Frequently Asked Questions

What is the Financial Stability Board and why does its warning matter?

The Financial Stability Board is a G20-backed global watchdog hosted by the Bank for International Settlements, created after the 2008 financial crisis to monitor systemic risks. When the FSB identifies a sector as a financial stability threat, major central banks and regulators worldwide take note — making its stablecoin warning significant for global crypto policy.

Why do dollar stablecoins pose a bigger risk to emerging markets than to developed ones?

Developing economies have weaker monetary institutions and face higher inflation. When citizens shift savings and transactions to dollar-pegged tokens, it undermines central banks' ability to manage monetary policy, reduces domestic payment system usage, and can facilitate capital flight — risks that developed economies with stronger currencies are far better positioned to absorb.

What specific risks did the FSB identify from dollar stablecoins?

The FSB's 2025 annual report listed currency substitution, reduced use of domestic payment systems, lower effectiveness of domestic monetary policy, fiscal resource strain, and circumvention of capital flow controls. The report described these risks as potentially more acute for emerging and developing economies than for advanced nations.

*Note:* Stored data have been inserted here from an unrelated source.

#[cfg(test)]
mod tests {
    use super::Optimizer;
    use crate::modi::{Delta, SolutionState};
    use crate::{Basis, Error, Matrix};

    #[test]
    fn test_scenario_from_north_west() {
        let costs = Matrix::from_rows(&[[30, 40, 60, 10], [50, 10, 20, 30], [40, 50, 80, 10]]).unwrap();
        let x = Matrix::from_rows(&[[3500, 1100, 0, 0], [0, 900, 2500, 0], [0, 0, 2000, 1000]]).unwrap();

        let mut opt = Optimizer::new(&costs, x).unwrap();
        assert_eq!(opt.solve(), SolutionState::Optimal);
        assert_eq!(opt.value(), 349000);
        assert_eq!(opt.num_iterations(), 2);
        assert_eq!(opt.history(), &[378000, 360000, 349000]);
        assert_eq!(
            opt.allocation().to_rows(),
            vec![vec![1500, 2000, 1100, 0], vec![0, 0, 3400, 0], vec![2000, 0, 0, 1000]]
        );

        let pot = opt.potentials().unwrap();
        assert_eq!(pot.u, vec![0, -40, 10]);
        assert_eq!(pot.v, vec![30, 40, 60, 0]);
        assert!(opt.positive_deltas().is_empty());
    }

    #[test]
    fn test_two_by_two() {
        let costs = Matrix::from_rows(&[[1, 2], [2, 1]]).unwrap();
        let x = Matrix::from_rows(&[[0, 10], [10, 0]]).unwrap();

        let mut opt = Optimizer::new(&costs, x).unwrap();
        assert_eq!(opt.solve(), SolutionState::Optimal);
        assert_eq!(opt.allocation().to_rows(), vec![vec![10, 0], vec![0, 10]]);
        assert_eq!(opt.history(), &[40, 20]);

        // a second run does not change anything
        assert_eq!(opt.solve(), SolutionState::Optimal);
        assert_eq!(opt.num_iterations(), 0);
        assert_eq!(opt.value(), 20);
    }

    #[test]
    fn test_degenerate_start() {
        let costs = Matrix::from_rows(&[[8, 6, 10], [9, 12, 13], [14, 9, 16]]).unwrap();
        let x = Matrix::from_rows(&[[20, 0, 0], [0, 30, 0], [0, 0, 50]]).unwrap();

        let mut opt = Optimizer::new(&costs, x).unwrap();
        assert_eq!(opt.solve(), SolutionState::Optimal);
        assert_eq!(opt.value(), 1100);
        assert_eq!(opt.basis().len(), 5);
        for w in opt.history().windows(2) {
            assert!(w[1] <= w[0]);
        }
    }

    #[test]
    fn test_iteration_limit() {
        let costs = Matrix::from_rows(&[[30, 40, 60, 10], [50, 10, 20, 30], [40, 50, 80, 10]]).unwrap();
        let x = Matrix::from_rows(&[[3500, 1100, 0, 0], [0, 900, 2500, 0], [0, 0, 2000, 1000]]).unwrap();

        let mut opt = Optimizer::new(&costs, x).unwrap();
        opt.max_iterations = 1;
        assert_eq!(opt.solve(), SolutionState::IterationLimit);
        assert_eq!(opt.num_iterations(), 1);
        assert_eq!(opt.value(), 360000);
    }

    #[test]
    fn test_shape_mismatch() {
        let costs = Matrix::from_rows(&[[1.0, 2.0], [2.0, 1.0]]).unwrap();
        let x = Matrix::from_rows(&[[10.0, 0.0, 0.0], [0.0, 10.0, 0.0]]).unwrap();
        assert!(matches!(
            Optimizer::new(&costs, x),
            Err(Error::ShapeMismatch {
                what: "allocation columns",
                expected: 2,
                found: 3
            })
        ));
    }

    #[test]
    fn test_empty() {
        let costs: Matrix<f64> = Matrix::new(0, 0, 0.0);
        let mut opt = Optimizer::new(&costs, Matrix::new(0, 0, 0.0)).unwrap();
        assert_eq!(opt.solve(), SolutionState::Optimal);
        assert_eq!(opt.value(), 0.0);
    }

    #[test]
    fn test_cyclic_start() {
        // all four cells are positive and form a cycle
        let costs = Matrix::from_rows(&[[1, 2], [2, 1]]).unwrap();
        let x = Matrix::from_rows(&[[5, 5], [5, 5]]).unwrap();

        let mut opt = Optimizer::new(&costs, x).unwrap();
        assert_eq!(opt.solve(), SolutionState::Optimal);
        assert_eq!(opt.value(), 20);
        assert_eq!(opt.allocation().to_rows(), vec![vec![10, 0], vec![0, 10]]);
        assert_eq!(opt.history(), &[30, 20]);
        assert_eq!(opt.num_iterations(), 0);
        assert_eq!(opt.basis().len(), 3);
        assert!(!opt.basis().contains(0, 1));
    }

    #[test]
    fn test_cyclic_start_reversed() {
        // the cost decreases when the last positive cell is emptied
        let costs = Matrix::from_rows(&[[2, 1], [1, 2]]).unwrap();
        let x = Matrix::from_rows(&[[5, 5], [5, 5]]).unwrap();

        let mut opt = Optimizer::new(&costs, x).unwrap();
        assert_eq!(opt.solve(), SolutionState::Optimal);
        assert_eq!(opt.value(), 20);
        assert_eq!(opt.allocation().to_rows(), vec![vec![0, 10], vec![10, 0]]);
        assert!(opt.basis().contains(1, 1));
        assert!(!opt.basis().contains(0, 0));
    }

    #[test]
    fn test_cyclic_start_degenerate() {
        let costs = Matrix::from_rows(&[[1, 2, 9], [2, 1, 9], [9, 9, 1]]).unwrap();
        let x = Matrix::from_rows(&[[5, 5, 0], [5, 5, 0], [0, 0, 10]]).unwrap();

        let mut opt = Optimizer::new(&costs, x).unwrap();
        assert_eq!(opt.solve(), SolutionState::Optimal);
        assert_eq!(opt.value(), 30);
        assert_eq!(opt.history()[..2], [40, 30]);
        assert!(opt.positive_deltas().is_empty());
    }

    #[test]
    fn test_pivot_skips_cell_without_cycle() {
        let costs = Matrix::from_rows(&[[1, 2, 5], [2, 1, 5], [5, 5, 1]]).unwrap();
        let x = Matrix::from_rows(&[[0, 10, 0], [10, 0, 0], [0, 0, 10]]).unwrap();
        let mut opt = Optimizer::new(&costs, x).unwrap();

        // row 2 and column 2 are not connected to the rest
        opt.basis = Basis::new(3, 3);
        for &(i, j) in &[(0, 1), (1, 0), (0, 0), (2, 2)] {
            opt.basis.insert(i, j);
        }

        let candidates = vec![
            Delta {
                delta: 9,
                cell: (2, 0),
            },
            Delta {
                delta: 1,
                cell: (1, 1),
            },
        ];
        assert!(opt.pivot(&candidates));
        assert!(opt.basis().contains(1, 1));
        assert!(!opt.basis().contains(0, 1));
        assert_eq!(
            opt.allocation().to_rows(),
            vec![vec![10, 0, 0], vec![0, 10, 0], vec![0, 0, 10]]
        );
        assert_eq!(opt.history(), &[30]);
    }

    #[test]
    fn test_pivot_skips_malformed_cycle() {
        let costs = Matrix::from_rows(&[[1.0, 2.0, 5.0], [2.0, 1.0, 5.0], [5.0, 5.0, 1.0]]).unwrap();
        let x = Matrix::from_rows(&[[0.0, 10.0, 0.0], [10.0, 0.0, 0.0], [0.0, 0.0, 10.0]]).unwrap();
        let mut opt = Optimizer::new(&costs, x).unwrap();

        opt.basis = Basis::new(3, 3);
        for &(i, j) in &[(0, 1), (1, 0), (2, 2), (0, 0), (0, 2)] {
            opt.basis.insert(i, j);
        }
        // the cycle of (1, 1) has no valid theta
        opt.allocation[(0, 1)] = f64::NAN;

        let candidates = vec![
            Delta {
                delta: 1.0,
                cell: (1, 1),
            },
            Delta {
                delta: 0.5,
                cell: (2, 0),
            },
        ];
        assert!(opt.pivot(&candidates));
        assert_eq!(opt.allocation()[(1, 1)], 0.0);
        assert!(opt.basis().contains(2, 0));
        assert!(!opt.basis().contains(0, 0));
    }

    #[test]
    fn test_stalled_pivot_is_undone() {
        let costs = Matrix::from_rows(&[[1.0, 1.25], [1.25, 1.0]]).unwrap();
        let x = Matrix::from_rows(&[[10.0, 0.0], [0.0, 10.0]]).unwrap();
        let mut opt = Optimizer::new(&costs, x.clone()).unwrap();
        opt.prepare_basis();
        let basis = opt.basis().clone();

        // accept the non-improving cell (1, 0) with reduced cost -0.5
        opt.zero = -0.75;
        assert_eq!(opt.solve(), SolutionState::Stalled);
        assert_eq!(opt.allocation(), &x);
        assert_eq!(opt.basis(), &basis);
        assert_eq!(opt.num_iterations(), 0);
        assert_eq!(opt.history(), &[20.0]);
    }
}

What gaps exist in the FSB's 2023 crypto regulatory framework?

The FSB reviewed its 2023 global regulatory framework for crypto assets in 2025 and found significant gaps and inconsistencies in how countries are implementing it. Despite the framework being three years old, jurisdictions still interpret and apply the rules differently, undermining the goal of a consistent global baseline for stablecoin and crypto oversight.